- [What needs to be done] The result should be every line of the listing that holds the word "Debug".

- [Records for the task]
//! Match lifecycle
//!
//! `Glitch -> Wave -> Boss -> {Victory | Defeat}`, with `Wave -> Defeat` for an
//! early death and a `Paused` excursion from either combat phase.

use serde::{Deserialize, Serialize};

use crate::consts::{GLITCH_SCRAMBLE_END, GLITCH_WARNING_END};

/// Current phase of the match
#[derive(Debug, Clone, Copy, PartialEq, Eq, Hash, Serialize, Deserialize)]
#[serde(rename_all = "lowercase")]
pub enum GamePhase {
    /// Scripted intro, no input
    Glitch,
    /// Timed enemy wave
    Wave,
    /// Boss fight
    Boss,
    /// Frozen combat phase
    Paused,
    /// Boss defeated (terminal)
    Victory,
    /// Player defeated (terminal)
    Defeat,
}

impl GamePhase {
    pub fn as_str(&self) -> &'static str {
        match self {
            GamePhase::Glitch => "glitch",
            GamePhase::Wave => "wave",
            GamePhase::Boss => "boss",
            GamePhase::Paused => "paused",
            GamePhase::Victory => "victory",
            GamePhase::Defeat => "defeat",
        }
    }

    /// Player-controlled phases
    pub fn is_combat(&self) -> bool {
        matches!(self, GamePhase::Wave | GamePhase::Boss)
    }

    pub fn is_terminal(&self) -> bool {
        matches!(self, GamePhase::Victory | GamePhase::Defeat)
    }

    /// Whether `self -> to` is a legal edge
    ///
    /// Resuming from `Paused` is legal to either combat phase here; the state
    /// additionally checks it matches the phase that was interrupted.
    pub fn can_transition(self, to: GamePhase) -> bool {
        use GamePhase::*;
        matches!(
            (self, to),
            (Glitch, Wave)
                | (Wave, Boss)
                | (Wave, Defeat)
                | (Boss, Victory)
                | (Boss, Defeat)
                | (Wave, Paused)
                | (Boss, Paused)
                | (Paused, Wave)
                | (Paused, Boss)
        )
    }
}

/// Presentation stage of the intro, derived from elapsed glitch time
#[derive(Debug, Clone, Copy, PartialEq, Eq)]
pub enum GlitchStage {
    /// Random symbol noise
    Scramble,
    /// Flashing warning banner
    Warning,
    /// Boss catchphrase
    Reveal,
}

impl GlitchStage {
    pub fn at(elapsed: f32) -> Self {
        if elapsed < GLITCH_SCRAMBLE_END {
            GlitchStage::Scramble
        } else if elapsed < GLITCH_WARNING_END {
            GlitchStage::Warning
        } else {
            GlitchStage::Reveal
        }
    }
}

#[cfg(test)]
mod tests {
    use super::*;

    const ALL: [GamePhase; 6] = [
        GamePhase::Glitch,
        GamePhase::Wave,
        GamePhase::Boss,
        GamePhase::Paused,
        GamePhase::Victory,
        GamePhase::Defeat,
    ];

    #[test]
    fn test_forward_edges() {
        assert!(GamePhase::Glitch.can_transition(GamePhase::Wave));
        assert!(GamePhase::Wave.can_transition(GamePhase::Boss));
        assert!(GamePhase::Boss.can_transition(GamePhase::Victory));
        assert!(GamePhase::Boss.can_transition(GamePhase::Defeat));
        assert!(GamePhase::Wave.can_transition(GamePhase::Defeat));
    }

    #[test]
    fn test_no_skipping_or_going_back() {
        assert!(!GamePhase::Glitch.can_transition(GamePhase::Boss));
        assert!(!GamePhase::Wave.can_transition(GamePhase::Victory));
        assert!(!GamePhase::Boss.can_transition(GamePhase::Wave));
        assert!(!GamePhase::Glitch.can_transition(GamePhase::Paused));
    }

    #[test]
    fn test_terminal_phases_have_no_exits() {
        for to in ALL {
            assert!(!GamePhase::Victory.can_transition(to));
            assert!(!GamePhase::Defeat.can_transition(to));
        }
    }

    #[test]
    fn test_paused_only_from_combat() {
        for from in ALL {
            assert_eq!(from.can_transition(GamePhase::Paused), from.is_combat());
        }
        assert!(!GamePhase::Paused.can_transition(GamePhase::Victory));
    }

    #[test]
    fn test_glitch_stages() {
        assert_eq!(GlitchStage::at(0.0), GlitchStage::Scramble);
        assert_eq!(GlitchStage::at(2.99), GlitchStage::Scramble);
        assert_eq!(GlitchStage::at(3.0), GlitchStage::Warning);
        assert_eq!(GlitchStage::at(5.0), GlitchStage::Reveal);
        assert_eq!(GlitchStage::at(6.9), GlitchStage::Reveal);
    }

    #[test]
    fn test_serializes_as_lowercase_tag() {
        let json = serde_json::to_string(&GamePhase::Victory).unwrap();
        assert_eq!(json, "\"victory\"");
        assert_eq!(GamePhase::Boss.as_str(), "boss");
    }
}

- [The answer]
#[derive(Debug, Clone, Copy, PartialEq, Eq, Hash, Serialize, Deserialize)]
#[derive(Debug, Clone, Copy, PartialEq, Eq)]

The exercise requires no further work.